In the majority opinion, authored by Justice Joshua P. Groban, the majority, over the objections of the California Attorney General's office, interpreted the state law to now require prosecutors seeking a murder conviction in cases like Morris's to show "the nonkiller aid or abet the actual killer in the lethal act itself, and not just the underlying felony."

To hold otherwise, the majority said, would ignore the changes in the law enacted by the California state legislature.

The majority noted the law changed in 2018 by the legislation known as Senate Bill 1437 "'narrows the felony-murder rule significantly by limiting it to the actual killer and to accomplices who either intend to kill and aid in the murder or play a major role in the underlying felony and act with reckless indifference to human life.'"

They said that change eliminates the courts' prior understanding of the law completely, "because now '[i]t is no longer true that all persons who aided in a burglary or robbery are guilty of murder when one of them kills during that offense...'

"Thus, the question we are presented with here is which individuals remain liable for first degree murder. To allow the now outdated (precedent) ... to dictate our decision here would be circular and inconsistent with the very purpose of Senate Bill 1437’s changes to the felony-murder rule."

Chief Justice Patricia Guerrero authored a special concurrence to Groban's majority opinion.

Like the majority, Guerrero said she agreed the new law significantly narrowed the ability of prosecutors to secure first degree murder charges against accused violent criminals. But she said lawmakers did not make it clear which elements of a crime courts should consider when deciding if someone not only "acted with the specific intent to kill," but whether they should be considered to have committed a murder during the commission of a different crime.

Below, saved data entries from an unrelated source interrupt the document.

//! Definitions -- the data model of the MALBAC amplification simulator.
//! Genomic fragments, the amplicons copied from them, and the compact error records describing
//! how an amplicon differs from its template all live here. Algorithms working on these types are in the `malbac` crate.
use serde::{Deserialize, Serialize};
use std::sync::OnceLock;
mod config;
pub use config::*;

/// Length of every primer in the reaction.
pub const PRIMER_LENGTH: usize = 8;
/// Largest value an offset, a length, or a GC count of an amplicon can take (17 bits).
pub const MAX_FIELD: u32 = (1 << 17) - 1;
/// Largest number of primers assigned to a single template in a cycle (12 bits).
pub const MAX_PRIMERS: u16 = (1 << 12) - 1;
/// Largest position recorded by an error (27 bits).
pub const MAX_ERROR_POSITION: u32 = (1 << 27) - 1;
/// Largest alternative base index (3 bits). The alphabet should be strictly smaller than this + 1,
/// as the alphabet size itself is used as the terminator of an error list.
pub const MAX_ALT_INDEX: u8 = 7;

#[derive(Debug, Clone, Copy, PartialEq, Eq, Serialize, Deserialize)]
pub enum ErrorKind {
    /// The source base was skipped.
    Dropout,
    /// The source base was replaced by another base.
    Substitution,
}

/// One amplification error, packed into 4 bytes.
/// Bits: kind(2), position(27), alt(3), from the most significant bit.
#[derive(Clone, Copy, PartialEq, Eq, Hash)]
pub struct ErrorRecord(u32);

impl ErrorRecord {
    pub fn new(kind: ErrorKind, position: u32, alt: u8) -> Self {
        assert!(position <= MAX_ERROR_POSITION, "{} is too far", position);
        assert!(alt <= MAX_ALT_INDEX, "{} is not a base index", alt);
        let kind: u32 = match kind {
            ErrorKind::Dropout => 0,
            ErrorKind::Substitution => 1,
        };
        Self(kind << 30 | position << 3 | alt as u32)
    }
    pub fn substitution(position: u32, alt: u8) -> Self {
        Self::new(ErrorKind::Substitution, position, alt)
    }
    pub fn dropout(position: u32) -> Self {
        Self::new(ErrorKind::Dropout, position, 0)
    }
    /// The terminator of an error list over an alphabet of `alphabet_size` bases.
    pub fn sentinel(alphabet_size: usize) -> Self {
        assert!(alphabet_size <= MAX_ALT_INDEX as usize);
        Self::new(ErrorKind::Dropout, 0, alphabet_size as u8)
    }
    pub fn kind(&self) -> ErrorKind {
        match self.0 >> 30 {
            0 => ErrorKind::Dropout,
            _ => ErrorKind::Substitution,
        }
    }
    pub fn position(&self) -> u32 {
        (self.0 >> 3) & MAX_ERROR_POSITION
    }
    pub fn alt(&self) -> u8 {
        (self.0 & 0b111) as u8
    }
    pub fn is_sentinel(&self, alphabet_size: usize) -> bool {
        self.alt() as usize == alphabet_size
    }
}

impl std::fmt::Debug for ErrorRecord {
    fn fmt(&self, f: &mut std::fmt::Formatter) -> std::fmt::Result {
        write!(f, "{:?}@{}:{}", self.kind(), self.position(), self.alt())
    }
}

/// Errors of an amplicon, always terminated by exactly one sentinel.
/// Positions are offsets from the start of the amplicon on its template, strictly increasing.
#[derive(Debug, Clone, PartialEq, Eq)]
pub struct ErrorList {
    records: Box<[ErrorRecord]>,
}

impl ErrorList {
    pub fn new(mut errors: Vec<ErrorRecord>, alphabet_size: usize) -> Self {
        assert!(
            errors.windows(2).all(|w| w[0].position() < w[1].position()),
            "Error positions should be strictly increasing:{:?}",
            errors
        );
        assert!(errors.iter().all(|e| (e.alt() as usize) < alphabet_size));
        errors.push(ErrorRecord::sentinel(alphabet_size));
        Self {
            records: errors.into_boxed_slice(),
        }
    }
    pub fn empty(alphabet_size: usize) -> Self {
        Self::new(vec![], alphabet_size)
    }
    /// The errors, without the sentinel.
    pub fn errors(&self) -> &[ErrorRecord] {
        &self.records[..self.records.len() - 1]
    }
    /// The errors followed by the sentinel.
    pub fn terminated(&self) -> &[ErrorRecord] {
        &self.records
    }
    pub fn alphabet_size(&self) -> usize {
        self.records[self.records.len() - 1].alt() as usize
    }
    pub fn len(&self) -> usize {
        self.records.len() - 1
    }
    pub fn is_empty(&self) -> bool {
        self.len() == 0
    }
    pub fn dropouts(&self) -> usize {
        self.errors()
            .iter()
            .filter(|e| e.kind() == ErrorKind::Dropout)
            .count()
    }
}

/// Fixed-size part of an amplicon, packed into 8 bytes.
/// Bits: is_semi(1), start(17), length(17), gc(17), primers(12), from the most significant bit.
#[derive(Clone, Copy, PartialEq, Eq, Default)]
pub struct AmpliconHeader(u64);

const START_SHIFT: u32 = 46;
const LENGTH_SHIFT: u32 = 29;
const GC_SHIFT: u32 = 12;

impl AmpliconHeader {
    pub fn new(is_semi: bool, start: u32, length: u32, gc: u32) -> Self {
        assert!(start <= MAX_FIELD, "Start {} overflows", start);
        assert!(length <= MAX_FIELD, "Length {} overflows", length);
        assert!(gc <= length, "GC {} exceeds the length {}", gc, length);
        let semi = (is_semi as u64) << 63;
        let start = (start as u64) << START_SHIFT;
        let length = (length as u64) << LENGTH_SHIFT;
        let gc = (gc as u64) << GC_SHIFT;
        Self(semi | start | length | gc)
    }
    pub fn is_semi(&self) -> bool {
        self.0 >> 63 == 1
    }
    pub fn start(&self) -> u32 {
        ((self.0 >> START_SHIFT) & MAX_FIELD as u64) as u32
    }
    pub fn length(&self) -> u32 {
        ((self.0 >> LENGTH_SHIFT) & MAX_FIELD as u64) as u32
    }
    pub fn gc(&self) -> u32 {
        ((self.0 >> GC_SHIFT) & MAX_FIELD as u64) as u32
    }
    pub fn primers(&self) -> u16 {
        (self.0 & MAX_PRIMERS as u64) as u16
    }
    pub fn set_primers(&mut self, primers: u16) {
        assert!(primers <= MAX_PRIMERS);
        self.0 = (self.0 & !(MAX_PRIMERS as u64)) | primers as u64;
    }
}

impl std::fmt::Debug for AmpliconHeader {
    fn fmt(&self, f: &mut std::fmt::Formatter) -> std::fmt::Result {
        let semi = if self.is_semi() { "Semi" } else { "Full" };
        write!(
            f,
            "{}[{},+{}) GC:{} P:{}",
            semi,
            self.start(),
            self.length(),
            self.gc(),
            self.primers()
        )
    }
}

/// A product of amplification.
/// A semi amplicon is a single strand copied from a [Fragment](Fragment),
/// and a full amplicon is the double strand copied from a semi amplicon.
/// The template is referred by its index in the pool it lives.
#[derive(Debug, Clone)]
pub struct Amplicon {
    header: AmpliconHeader,
    template: usize,
    errors: ErrorList,
    sequence: OnceLock<Box<[u8]>>,
}

impl Amplicon {
    pub fn new(
        is_semi: bool,
        template: usize,
        errors: ErrorList,
        start: u32,
        length: u32,
        gc: u32,
    ) -> Self {
        let header = AmpliconHeader::new(is_semi, start, length, gc);
        Self {
            header,
            template,
            errors,
            sequence: OnceLock::new(),
        }
    }
    pub fn is_semi(&self) -> bool {
        self.header.is_semi()
    }
    /// The index of the template. A fragment if this is a semi amplicon, otherwise a semi amplicon.
    pub fn template(&self) -> usize {
        self.template
    }
    pub fn start(&self) -> usize {
        self.header.start() as usize
    }
    pub fn length(&self) -> usize {
        self.header.length() as usize
    }
    /// The number of template bases this amplicon was copied from.
    /// Equal to the length unless some bases were dropped.
    pub fn span(&self) -> usize {
        self.length() + self.errors.dropouts()
    }
    pub fn gc_count(&self) -> usize {
        self.header.gc() as usize
    }
    /// GC content in percent, rounded.
    pub fn gc_percent(&self) -> usize {
        match self.length() {
            0 => 0,
            len => (100 * self.gc_count() + len / 2) / len,
        }
    }
    pub fn primers(&self) -> u16 {
        self.header.primers()
    }
    pub fn set_primers(&mut self, primers: u16) {
        self.header.set_primers(primers);
    }
    pub fn errors(&self) -> &ErrorList {
        &self.errors
    }
    pub fn cached_sequence(&self) -> Option<&[u8]> {
        self.sequence.get().map(|x| x.as_ref())
    }
    /// Return the cached sequence, filling the cache by `f` if it is empty.
    pub fn sequence_or_init<F: FnOnce() -> Vec<u8>>(&self, f: F) -> &[u8] {
        self.sequence.get_or_init(|| f().into_boxed_slice())
    }
    /// Drop the cached sequence, if any.
    pub fn release_sequence(&mut self) {
        self.sequence.take();
    }
}

#[derive(Debug, Clone, Copy, PartialEq, Eq, Serialize, Deserialize)]
pub enum Strand {
    Forward,
    Reverse,
}

impl Strand {
    pub fn sign(&self) -> i8 {
        match self {
            Strand::Forward => 1,
            Strand::Reverse => -1,
        }
    }
}

/// A double stranded genomic fragment. The sequence is read 5' to 3' on its own strand.
#[derive(Debug, Clone)]
pub struct Fragment {
    pub chromosome: String,
    /// 1-based start position on the forward strand of the chromosome.
    pub start_pos: u64,
    pub strand: Strand,
    gc_content: usize,
    primers: u16,
    sequence: Vec<u8>,
}

impl Fragment {
    pub fn new(chromosome: &str, start_pos: u64, strand: Strand, sequence: Vec<u8>) -> Self {
        assert!(
            sequence.len() <= MAX_FIELD as usize,
            "Fragment {}:{} is too long",
            chromosome,
            start_pos
        );
        let gc_content = sequence
            .iter()
            .filter(|&&b| b == b'G' || b == b'C')
            .count();
        Self {
            chromosome: chromosome.to_string(),
            start_pos,
            strand,
            gc_content,
            primers: 0,
            sequence,
        }
    }
    pub fn length(&self) -> usize {
        self.sequence.len()
    }
    pub fn gc_content(&self) -> usize {
        self.gc_content
    }
    pub fn primers(&self) -> u16 {
        self.primers
    }
    pub fn set_primers(&mut self, primers: u16) {
        assert!(primers <= MAX_PRIMERS);
        self.primers = primers;
    }
    pub fn sequence(&self) -> &[u8] {
        &self.sequence
    }
}

impl std::fmt::Display for Fragment {
    fn fmt(&self, f: &mut std::fmt::Formatter) -> std::fmt::Result {
        write!(
            f,
            "{}:{}\t{}\t{}",
            self.chromosome,
            self.start_pos,
            self.length(),
            self.strand.sign()
        )
    }
}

In this case, Guerrero said all agree Morris "acted with the specific intent to kill" in the attack on Stockwell and his girlfriend in 1987. But Guerrero said it was less clear if Morris "helped his coparticipant shoot the victim or ... helped his coparticipant perform the robbery during which his coparticipant committed the shooting."

And since legal rules and principles require giving the defendant all benefits of doubt when deciding if they should be convicted of first degree murder and sentenced accordingly, Guerrero said she believed the court must side with Morris in this case and potentially with other defendants on such questions.

While the state high court's current roster of six permanent justices sided with Morris, the lone dissenter, California Second District Appellate Justice Kenneth R. Yegan who was seated on the case by special assignment, said the majority was too lenient in siding with Morris in this case.

Even under the new felony murder standard established by the California legislature, Yegan said he believed prosecutors had proven Morris was rightly convicted of Stockwell's murder.

"The facts of the instant case demonstrate an uncharged conspiracy and sophisticated plan to commit, at the very least, residential burglary and armed robbery," Yegan wrote. "And (Morris) did assist even under the new majority 'interpretation' of the felony-murder rule. He helped to handcuff the victim in his bedroom before the victim was executed. It is much easier for an actual murderer to execute the victim if he is handcuffed.

"It appears that the only reason why (Morris) was not in the bedroom assisting in the actual shooting, is because he was busy forcibly raping the murder victim’s girlfriend in another bedroom."